U.S. Sen. Susan Collins, R-Maine, said she would vote against President Joe Biden’s pick to lead the Bureau of Alcohol, Tobacco, Firearms and Explosives on Monday, making David Chipman’s path to confirmation more difficult.
The agency responsible for enforcing federal gun laws has only had one Senate-confirmed director since the position was created in 2006 amid long-standing opposition from conservatives. Collins was one of only a handful of Republicans to favor allowing a confirmation vote for that director in 2013, though she ultimately voted against his nomination.
Former President Donald Trump’s pick for the job, Chuck Canterbury — who had previously served the president of the national Fraternal Order of Police — saw his nomination withdrawn last year due to backlash from Senate Republicans.
Chipman, a former ATF special agent, faces a slightly friendlier Senate environment with Democrats holding a narrow majority in the upper chamber. But he engendered immediate opposition from Republicans due to his recent work as a policy adviser at Giffords, a gun control advocacy group.
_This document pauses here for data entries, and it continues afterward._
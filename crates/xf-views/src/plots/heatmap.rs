//! Day of week by hour heatmap with a rectangular brush

use std::collections::BTreeMap;

use egui::{pos2, Align2, Pos2, Rect, Vec2};
use xf_core::aggregate::{count_by2, max_count};
use xf_core::{Field, FilterDescriptor, FilterHandle, FilterWidget, FilteredView, Gesture, GestureOutcome, OwnerKey};
use xf_data::Margins;

use super::colors::{inferno, SELECTION};
use super::is_empty_brush;
use crate::scale::BandScale;
use crate::surface::{Mark, Surface};
use crate::{plot_rect, ChartWidget};

const HOURS: usize = 24;
const DAYS: usize = 7;
const PADDING: f32 = 0.05;

/// 7 x 24 grid of trip counts. Hours run along x, days along y.
///
/// A brush selects whole cells: its pixel edges are snapped to band steps and
/// stored as an hour window and a day window.
pub struct TimeHeatmap {
    owner: OwnerKey,
    title: String,
    self_excluding: bool,
    handle: FilterHandle,
    margins: Margins,
    day_names: Vec<String>,
    surface: Surface,
    hours: BandScale,
    days: BandScale,
    plot: Rect,
    counts: BTreeMap<(u8, u8), usize>,
}

impl TimeHeatmap {
    pub fn new(owner: OwnerKey, title: impl Into<String>, handle: FilterHandle) -> Self {
        let surface = Surface::new(crate::DEFAULT_SIZE);
        let margins = Margins::default();
        let plot = plot_rect(surface.size(), &margins);
        Self {
            owner,
            title: title.into(),
            self_excluding: false,
            handle,
            margins,
            day_names: ["Sun", "Mon", "Tue", "Wed", "Thu", "Fri", "Sat"]
                .iter()
                .map(|d| d.to_string())
                .collect(),
            surface,
            hours: BandScale::new(HOURS, (plot.left(), plot.right()), PADDING),
            days: BandScale::new(DAYS, (plot.top(), plot.bottom()), PADDING),
            plot,
            counts: BTreeMap::new(),
        }
    }

    pub fn with_margins(mut self, margins: Margins) -> Self {
        self.margins = margins;
        self
    }

    pub fn with_day_names(mut self, names: Vec<String>) -> Self {
        self.day_names = names;
        self
    }

    pub fn with_self_excluding(mut self, enabled: bool) -> Self {
        self.self_excluding = enabled;
        self
    }

    /// Count of one cell from the latest render
    pub fn count(&self, day: u8, hour: u8) -> usize {
        self.counts.get(&(day, hour)).copied().unwrap_or(0)
    }

    /// Pixel rectangle of a cell under the current layout
    pub fn cell_rect(&self, day: u8, hour: u8) -> Option<Rect> {
        let x = self.hours.band(hour as usize)?;
        let y = self.days.band(day as usize)?;
        Some(Rect::from_min_size(
            pos2(x, y),
            Vec2::new(self.hours.bandwidth(), self.days.bandwidth()),
        ))
    }

    fn day_name(&self, day: usize) -> String {
        self.day_names.get(day).cloned().unwrap_or_else(|| day.to_string())
    }

    fn selection(&self) -> Option<(i64, i64, i64, i64)> {
        match self.handle.get(&self.owner) {
            Some(FilterDescriptor::BucketGrid {
                dim1: Field::Hour,
                lo1,
                hi1,
                dim2: Field::DayOfWeek,
                lo2,
                hi2,
            }) => Some((lo1, hi1, lo2, hi2)),
            _ => None,
        }
    }

    fn layout(&mut self) {
        self.plot = plot_rect(self.surface.size(), &self.margins);
        self.hours = BandScale::new(HOURS, (self.plot.left(), self.plot.right()), PADDING);
        self.days = BandScale::new(DAYS, (self.plot.top(), self.plot.bottom()), PADDING);
    }

    fn draw_axes(&mut self) {
        for day in 0..DAYS {
            if let Some(y) = self.days.band(day) {
                let text = self.day_name(day);
                self.surface.push(Mark::Label {
                    pos: pos2(self.plot.left() - 6.0, y + self.days.bandwidth() / 2.0),
                    text,
                    anchor: Align2::RIGHT_CENTER,
                });
            }
        }
        for hour in (0..HOURS).step_by(3) {
            if let Some(x) = self.hours.band(hour) {
                self.surface.push(Mark::Label {
                    pos: pos2(x + self.hours.bandwidth() / 2.0, self.plot.bottom() + 6.0),
                    text: format!("{}h", hour),
                    anchor: Align2::CENTER_TOP,
                });
            }
        }
    }
}

impl FilterWidget for TimeHeatmap {
    fn owner(&self) -> &OwnerKey {
        &self.owner
    }

    fn self_excluding(&self) -> bool {
        self.self_excluding
    }

    fn render(&mut self, rows: &FilteredView<'_>) {
        self.surface.clear();
        self.layout();

        self.counts = count_by2(rows, |r| Some(r.day_of_week()), |r| Some(r.hour()));
        let max = max_count(&self.counts);

        let cells: Vec<(u8, u8, usize)> = self.counts.iter().map(|(&(d, h), &c)| (d, h, c)).collect();
        for (day, hour, count) in cells {
            if let Some(rect) = self.cell_rect(day, hour) {
                self.surface.push(Mark::Cell {
                    rect,
                    color: inferno(count, max),
                    column: hour as usize,
                    row: day as usize,
                });
            }
        }
        self.draw_axes();

        if let Some((h0, h1, d0, d1)) = self.selection() {
            let corners = (
                self.cell_rect(d0 as u8, h0 as u8),
                self.cell_rect(d1 as u8, h1 as u8),
            );
            if let (Some(first), Some(last)) = corners {
                self.surface.push_overlay(Mark::Frame {
                    rect: first.union(last),
                    color: SELECTION,
                });
            }
        }
    }

    fn on_gesture(&mut self, gesture: &Gesture) -> GestureOutcome {
        match *gesture {
            Gesture::Click { .. } => {
                // a click without a drag dismisses the brush
                if self.selection().is_some() {
                    GestureOutcome::Clear
                } else {
                    GestureOutcome::Ignore
                }
            }
            Gesture::BrushEnd { selection } => {
                let Some(rect) = selection.filter(|_| !is_empty_brush(selection)) else {
                    return GestureOutcome::Clear;
                };
                // only the part over the grid counts
                let rect = rect.intersect(self.plot);
                if !rect.is_positive() {
                    return GestureOutcome::Ignore;
                }

                let hours = (self.hours.index_at(rect.left()), self.hours.index_at(rect.right()));
                let days = (self.days.index_at(rect.top()), self.days.index_at(rect.bottom()));
                match (hours, days) {
                    ((Some(h0), Some(h1)), (Some(d0), Some(d1))) => GestureOutcome::Set(FilterDescriptor::BucketGrid {
                        dim1: Field::Hour,
                        lo1: h0 as i64,
                        hi1: h1 as i64,
                        dim2: Field::DayOfWeek,
                        lo2: d0 as i64,
                        hi2: d1 as i64,
                    }),
                    _ => GestureOutcome::Ignore,
                }
            }
        }
    }

    fn as_any(&self) -> &dyn std::any::Any {
        self
    }

    fn as_any_mut(&mut self) -> &mut dyn std::any::Any {
        self
    }
}

impl ChartWidget for TimeHeatmap {
    fn title(&self) -> &str {
        &self.title
    }

    fn surface(&self) -> &Surface {
        &self.surface
    }

    fn resize(&mut self, size: Vec2) {
        self.surface.set_size(size);
    }

    fn hover_text(&self, pos: Pos2) -> Option<String> {
        if !self.plot.contains(pos) {
            return None;
        }
        let hour = self.hours.index_at(pos.x)?;
        let day = self.days.index_at(pos.y)?;
        let count = self.count(day as u8, hour as u8);
        Some(format!("{} {:02}:00: {} trips", self.day_name(day), hour, count))
    }
}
He faced tough questioning by Republican senators in a hearing before the Senate Judiciary Committee last week, particularly over his support for a ban on assault weapons.
In a statement released by the Sportsman’s Alliance of Maine on Monday, Collins characterized Chipman’s background as “unusually divisive,” saying he had “made statements that demean law-abiding gun owners.”
“I am concerned that his confirmation would do significant damage to the collaborative working relationship that must exist between ATF, the firearms industry, sportsmen and women, and other law-abiding gun owners exercising their Second Amendment rights,” Collins said.
Collins has generally held a more moderate position on guns than many in her party, including supporting legislation to improve the background check system. But Maine has also been averse to stricter gun control laws, shown most recently by the failure of a 2016 referendum to strengthen background checks.
Nominations are not subject to the 60-vote filibuster threshold, so Democrats can confirm Chipman’s nomination without the support of Collins or other Republican senators. But most of Biden’s nominees so far have gotten some bipartisan support.